Diversity of Gender Arrangements and the Work-Family Relationship of Women with Small Children in Europe

Saturday, July 19, 2014: 2:30 PM
Room: 315
Oral Presentation
Birgit PFAU-EFFINGER , Faculty of Economics and Social Sciences, University of Hamburg, Hamburg, Germany


The central question of the paper is: Which are the main patterns of the ways in which women with children 0-2 years combine employment and childcare in European societies? And how is it possible to explain cross-national differences? The paper introduces the theoretical approach of the “gender arrangement” of the author as an explanatory framework for cross-national differences. This approach emphasizes the mutual, and in part contradictory, interrelations and dynamics between culture, institutions, social structures, economic structures and actor’s constellations and action, which form the societal context for the structures of care work in a society.
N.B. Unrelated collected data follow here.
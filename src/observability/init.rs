//! Tracing initialization and subscriber setup.

use super::tracer;
use crate::Config;
use opentelemetry::trace::TracerProvider as _;
use opentelemetry::KeyValue;
use opentelemetry_sdk::resource::Resource;
use std::path::PathBuf;
use tracing_opentelemetry::OpenTelemetryLayer;
use tracing_subscriber::{layer::SubscriberExt, util::SubscriberInitExt, EnvFilter};

/// Name of the trace file inside the data directory.
pub const TRACE_FILE_NAME: &str = "livesearch-otlp.json";

const SERVICE_NAME: &str = "livesearch";

/// Initializes the tracing subscriber with file-based OTLP export.
///
/// Sets up a pipeline that filters spans by level, hands them to
/// OpenTelemetry, serializes them as OTLP JSON, and appends them to
/// `<data_dir>/livesearch-otlp.json` with rotation.
///
/// # Trace Level Resolution
///
/// 1. `RUST_LOG` if set and valid
/// 2. `config.trace_level` if set
/// 3. Default: `"info"`
///
/// # Initialization Behavior
///
/// - Creates the data directory if it doesn't exist
/// - Observability is optional: if the directory cannot be created, nothing
///   is installed and `None` is returned
/// - Only the first call installs a subscriber
///
/// Returns the trace file path when a subscriber was installed.
pub fn init_tracing(config: &Config) -> Option<PathBuf> {
    let level = config.trace_level.as_deref().unwrap_or("info");

    let data_dir = config.data_dir();
    if std::fs::create_dir_all(&data_dir).is_err() {
        return None;
    }

    let resource = Resource::new(vec![
        KeyValue::new("service.name", SERVICE_NAME),
        KeyValue::new("service.version", env!("CARGO_PKG_VERSION")),
    ]);

    let trace_file = data_dir.join(TRACE_FILE_NAME);
    let provider = tracer::create_tracer_provider(trace_file.clone(), resource);
    let otel_layer = OpenTelemetryLayer::new(provider.tracer(SERVICE_NAME));

    let filter = EnvFilter::try_from_default_env().unwrap_or_else(|_| EnvFilter::new(level));

    tracing_subscriber::registry()
        .with(filter)
        .with(otel_layer)
        .try_init()
        .ok()
        .map(|()| trace_file)
}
The paper applies this approach for the explanation of the differences in the work-family relationship of women with children below age three in eight European welfare states. The comparative analysis finds that the countries of the study cluster into four different patterns of the combination of women’s employment and care for children under three. It is shown how the differences in the cultural, social and economic context and in welfare state policies in different European societies, and the ways in which they interact, make a particular contribution to explaining cross-national differences in the patterns of mother’s employment and childcare. This analysis demonstrates that family policies alone cannot explain cross-national patterns for organizing child care, and that considering cultural models, family policies and socio-economic differences together leads to a more satisfactory explanation of the societal relationship between women’s employment and child care.